Assigned task
Output, exactly as written, the lines of the data below from the one containing "data is found." to the end.

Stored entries
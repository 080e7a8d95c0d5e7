//! Image decoding with EXIF orientation handling.

use std::io::Cursor;

use exif::{In, Reader, Tag};
use image::{DynamicImage, ImageReader};

use super::{DecodeError, Orientation, RasterImage, SourceImage};

/// Decode an uploaded image payload into a source image.
///
/// The container format is sniffed from the bytes, so any format enabled on
/// the `image` dependency is accepted regardless of the file's extension or
/// MIME type. EXIF orientation is applied so the raster matches what the
/// browser shows in the crop widget.
///
/// # Errors
///
/// Returns `DecodeError::Empty` for a zero-length payload,
/// `DecodeError::InvalidFormat` if the format cannot be recognised and
/// `DecodeError::CorruptedFile` if decoding fails part way.
pub fn decode_image(bytes: &[u8]) -> Result<SourceImage, DecodeError> {
    if bytes.is_empty() {
        return Err(DecodeError::Empty);
    }

    let orientation = extract_orientation(bytes);

    let reader = ImageReader::new(Cursor::new(bytes))
        .with_guessed_format()
        .map_err(|e| DecodeError::CorruptedFile(e.to_string()))?;

    if reader.format().is_none() {
        return Err(DecodeError::InvalidFormat);
    }

    let img = reader
        .decode()
        .map_err(|e| DecodeError::CorruptedFile(e.to_string()))?;

    let rgba = apply_orientation(img, orientation).into_rgba8();
    let raster = RasterImage::from_rgba_image(rgba);

    log::debug!(
        "decoded {}x{} image ({:?})",
        raster.width,
        raster.height,
        orientation
    );

    Ok(SourceImage::new(raster))
}

/// Extract EXIF orientation from image bytes (for external use).
pub fn get_orientation(bytes: &[u8]) -> Orientation {
    extract_orientation(bytes)
}

/// Returns `Orientation::Normal` if no EXIF data is found.
fn extract_orientation(bytes: &[u8]) -> Orientation {
    let mut cursor = Cursor::new(bytes);

    Reader::new()
        .read_from_container(&mut cursor)
        .ok()
        .and_then(|exif| {
            exif.get_field(Tag::Orientation, In::PRIMARY)
                .and_then(|field| field.value.get_uint(0))
        })
        .map(Orientation::from)
        .unwrap_or_default()
}

fn apply_orientation(img: DynamicImage, orientation: Orientation) -> DynamicImage {
    match orientation {
        Orientation::Normal => img,
        Orientation::FlipHorizontal => img.fliph(),
        Orientation::Rotate180 => img.rotate180(),
        Orientation::FlipVertical => img.flipv(),
        Orientation::Transpose => img.rotate90().fliph(),
        Orientation::Rotate90CW => img.rotate90(),
        Orientation::Transverse => img.rotate270().fliph(),
        Orientation::Rotate270CW => img.rotate270(),
    }
}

Problem solution
/// Returns `Orientation::Normal` if no EXIF data is found.
fn extract_orientation(bytes: &[u8]) -> Orientation {
    let mut cursor = Cursor::new(bytes);

    Reader::new()
        .read_from_container(&mut cursor)
        .ok()
        .and_then(|exif| {
            exif.get_field(Tag::Orientation, In::PRIMARY)
                .and_then(|field| field.value.get_uint(0))
        })
        .map(Orientation::from)
        .unwrap_or_default()
}

fn apply_orientation(img: DynamicImage, orientation: Orientation) -> DynamicImage {
    match orientation {
        Orientation::Normal => img,
        Orientation::FlipHorizontal => img.fliph(),
        Orientation::Rotate180 => img.rotate180(),
        Orientation::FlipVertical => img.flipv(),
        Orientation::Transpose => img.rotate90().fliph(),
        Orientation::Rotate90CW => img.rotate90(),
        Orientation::Transverse => img.rotate270().fliph(),
        Orientation::Rotate270CW => img.rotate270(),
    }
}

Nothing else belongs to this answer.